By: Scott Carlson – The Chronicle of Higher Education

June 03, 2010


The west side of Dauphin Island, on the Gulf Coast of Alabama, has been slimed with oil. And Scott Rikard, a marine biologist and the manager of the Auburn University Shellfish Laboratory, is grimly waiting for the oil to come around to the east side, where his research facility sits.

The other night, the laboratory shut down its pumping equipment, which provides seawater to its stocks of oyster larvae, because Mr. Rikard was afraid that the pipes and pumps, which cost hundreds of thousands of dollars, would be fouled by the approaching oil, which has been spewing for the past six weeks from a mangled well 150 miles out in the Gulf of Mexico.

“All indications are that we could expect it at any time,” Mr. Rikard says.

He is raising oyster larvae for researchers not only at Auburn, but also at Louisiana State University and Texas A&M University, and if he has to shut down the pipes for good, the animals will die when his three days’ worth of reserved water runs out.

“For lack of a better term, it’s sticky situation,” he says. “It’s real tragic. You can dwell on it or try to get through it.”
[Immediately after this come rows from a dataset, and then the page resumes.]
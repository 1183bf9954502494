//! TTS Adapter: synthesizes spoken Bulgarian for the Coach's replies.
//!
//! One capability — `synthesize(text) -> (bytes, content_type)` — behind a
//! trait object, with a single external-process backend instead of a
//! swappable voice registry, since the Bulgarian-coaching surface never
//! needs voice selection.

pub mod espeak;
pub mod silence;

pub use espeak::EspeakTts;
pub use silence::SilenceTts;

use async_trait::async_trait;
use std::sync::Arc;

pub use crate::error::TtsError;

/// Picks `espeak-ng` when it's reachable on `PATH`, falling back to the
/// silent synthesizer otherwise — mirrors `chat::select_provider`'s
/// availability-gated fallback.
pub fn select_backend() -> Arc<dyn TextToSpeech> {
    let espeak = EspeakTts::new();
    if espeak.is_ready() {
        Arc::new(espeak)
    } else {
        Arc::new(SilenceTts::new())
    }
}

pub const MAX_TTS_TEXT_CHARS: usize = 500;

#[derive(Debug, Clone)]
pub struct SynthesisResult {
    pub audio: Vec<u8>,
    pub content_type: &'static str,
}

#[async_trait]
pub trait TextToSpeech: Send + Sync {
    fn name(&self) -> &'static str;

    fn is_ready(&self) -> bool;

    /// Synthesizes `text` (already validated to be non-empty and at most
    /// `MAX_TTS_TEXT_CHARS` characters) into audio bytes.
    async fn synthesize(&self, text: &str) -> Result<SynthesisResult, TtsError>;
}

/// Validates incoming request text against the synthesis length bound,
/// shared by both the HTTP surface and callers that bypass it in tests.
pub fn validate_text(text: &str) -> Result<(), TtsError> {
    if text.is_empty() {
        return Err(TtsError::InvalidText("text must not be empty".into()));
    }
    if text.chars().count() > MAX_TTS_TEXT_CHARS {
        return Err(TtsError::InvalidText(format!(
            "text exceeds {MAX_TTS_TEXT_CHARS} characters"
        )));
    }
    Ok(())
}

#[cfg(test)]
mod tests {
    use super::*;

    #[test]
    fn empty_text_is_invalid() {
        assert!(validate_text("").is_err());
    }

    #[test]
    fn over_length_text_is_invalid() {
        let text: String = "а".repeat(MAX_TTS_TEXT_CHARS + 1);
        assert!(validate_text(&text).is_err());
    }

    #[test]
    fn in_range_text_is_valid() {
        assert!(validate_text("Здравей, как си?").is_ok());
    }
}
Mr. Rikard’s lab is one of a handful of university marine-research centers that will feel the impact of the nation’s worst oil spill in many ways. Their work—some of which has been under development for many years—is now threatened, as they cannot continue their experiments in the contaminated waters. Many of the research facilities have direct ties to the region’s fishing and shellfish industries, the future of which are in question.

“This will be the prominent issue that we deal with for several years to come,” says William E. Hawkins, director of the Gulf Coast Research Laboratory, part of the University of Southern Mississippi. He says he has not yet been able to assess how the catastrophe might affect current research.

Opportunity Amid the Ooze

But looking beyond the black ooze of the present, researchers also see opportunity. The unprecedented oil spill will lead to new questions about the biological impact, new lines of research in mitigation and recovery, and new challenges in helping to re-establish a fishing industry in the region. Mr. Hawkins says his scientists are already thinking of research that will respond to the slick—one topic that he mentions is assessing the effect on whale sharks, which frequent the spill area.
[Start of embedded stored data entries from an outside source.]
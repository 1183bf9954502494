//! Rule 1: no-infinitive / да+present.
//!
//! Bulgarian has no infinitive; a modal verb must be followed by `да` plus a
//! present-tense conjugated verb. Detects a modal directly followed by
//! another finite verb with no intervening `да`.

use crate::grammar::{byte_to_char_offset, Correction, CorrectionType, Severity, Span};
use once_cell::sync::Lazy;
use regex::Regex;
use std::collections::HashMap;

static MODAL_VERBS: &[&str] = &[
    "искам", "искаш", "иска", "искаме", "искате", "искат", "мога", "можеш", "може", "можем",
    "можете", "могат", "трябва", "обичам", "обичаш", "обича", "обичаме", "обичате", "обичат",
];

/// Common present-tense → да-complement mappings for verbs whose
/// conjugation class changes between the two forms (e.g. imperfective
/// `поръчвам` → perfective `поръчам`). Verbs not listed here keep their
/// surface form; only `да` is inserted.
static DA_COMPLEMENT: Lazy<HashMap<&'static str, &'static str>> = Lazy::new(|| {
    let mut m = HashMap::new();
    m.insert("поръчвам", "поръчам");
    m.insert("поръчваш", "поръчаш");
    m.insert("купувам", "купя");
    m.insert("ходя", "отида");
    m.insert("отивам", "отида");
    m.insert("пиша", "напиша");
    m.insert("чета", "прочета");
    m
});

static MODAL_RE: Lazy<Regex> = Lazy::new(|| {
    let alternation = MODAL_VERBS.join("|");
    Regex::new(&format!(r"(?i)\b({alternation})\s+(?!да\b)(\p{{L}}+)\b")).unwrap()
});

pub fn check(text: &str) -> Vec<Correction> {
    let mut out = Vec::new();

    for caps in MODAL_RE.captures_iter(text) {
        let full = caps.get(0).unwrap();
        let modal = caps.get(1).unwrap().as_str();
        let verb = caps.get(2).unwrap().as_str();

        // Skip when the "verb" is actually another modal or a conjunction —
        // a crude guard against false positives like "искам и мога".
        if MODAL_VERBS.iter().any(|m| m.eq_ignore_ascii_case(verb)) {
            continue;
        }

        let complement = DA_COMPLEMENT
            .get(verb.to_lowercase().as_str())
            .copied()
            .unwrap_or(verb);

        let before = full.as_str().to_string();
        let after = format!("{modal} да {complement}");

        let start = byte_to_char_offset(text, full.start());
        let end = byte_to_char_offset(text, full.end());

        out.push(Correction {
            kind: CorrectionType::NoInfinitive,
            before,
            after,
            note: "Bulgarian has no infinitive — use да + present tense after a modal verb.".into(),
            error_tag: "no_infinitive".into(),
            severity: Severity::Moderate,
            span: Some(Span { start, end }),
        });
    }

    out
}

#[cfg(test)]
mod tests {
    use super::*;

    #[test]
    fn detects_iskam_porachvam() {
        let corrections = check("Искам поръчвам кафе.");
        assert_eq!(corrections.len(), 1);
        let c = &corrections[0];
        assert_eq!(c.kind, CorrectionType::NoInfinitive);
        assert_eq!(c.before, "Искам поръчвам");
        assert_eq!(c.after, "Искам да поръчам");
        assert_eq!(c.severity, Severity::Moderate);
    }

    #[test]
    fn correct_usage_no_false_positive() {
        let corrections = check("Искам да поръчам кафе.");
        assert!(corrections.is_empty());
    }

    #[test]
    fn unlisted_verb_keeps_surface_form() {
        let corrections = check("Трябва работя утре.");
        assert_eq!(corrections[0].after, "Трябва да работя");
    }
}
A facility that might embody the transition is the Grand Isle bivalve hatchery that is part of Louisiana State University’s Sea Grant Program. The facility itself has not been hit by oil, although the island has. The state has opened up freshwater-diversion structures in an attempt to push the oil out to sea, but that has reduced the salinity of water in the hatchery area—not good for the small oysters.

John Supan, an associate professor of shellfish research and director of the hatchery, says the facility had to move the oysters to a wildlife refuge to the west, which he hopes will not get hit by oil. More than $700,000 in research and other programs, many in the development stage, are now at risk, with the prospects for future research uncertain. “Development is harder than research,” he says. ”Once you do the research and see some promise, the hard part is getting it to go.” The hatchery was just about to start a multiyear program to teach oystermen how to produce seed oysters.

“We have lost our teachable moment,” he says. “You can’t talk to an oysterman right now about that.”

Oil-Eating Bacteria

But the hatchery is also looking at new kinds of projects in the wake of the spill. Ralph J. Portier, a professor of environmental studies at Louisiana State, has developed a culture of a species of bacteria that eats oil. The hatchery may become a prime place to grow that bacteria, Mr. Supan says.

“Turns out this bacteria is a hell of a lot easier to grow than algae,” the oyster feedstock that his hatchery spends most of its time growing, he says. He and his colleagues have also revised recent grant applications to emphasize research in off-bottom oyster projects. Those projects may become more vital in the future, as the sea bottom will probably harbor oil toxins for years, he says.

Even researchers far from the spill are anticipating how their work will change. “For a while there, we were working under the complacency that the currents would not bring the oil into our waters,” says Leslie N. Sturmer, who studies clams as an extension agent for the University of Florida. She is now considering moving some of her projects from Cedar Key, about two hours north of Tampa, Fla., to the east coast of the state.

The major question for some of these researchers is the recovery time, both environmental and economic. Mr. Rikard, of the Auburn shellfish laboratory, is particularly worried about how the spill’s impact on the fishing industry will spiral out to other sectors— people who work in restaurants and tourism, or selling ice or gasoline to fisherman, and so on.

The fishermen and the research facilities have both weathered their share of disasters in the past, particularly hurricanes. “The thing about a hurricane is that you can get down here the next day and start recovering,” Mr. Rikard says. “With this, you don’t know when it’s going to hit or how long it’s going to take to recover.”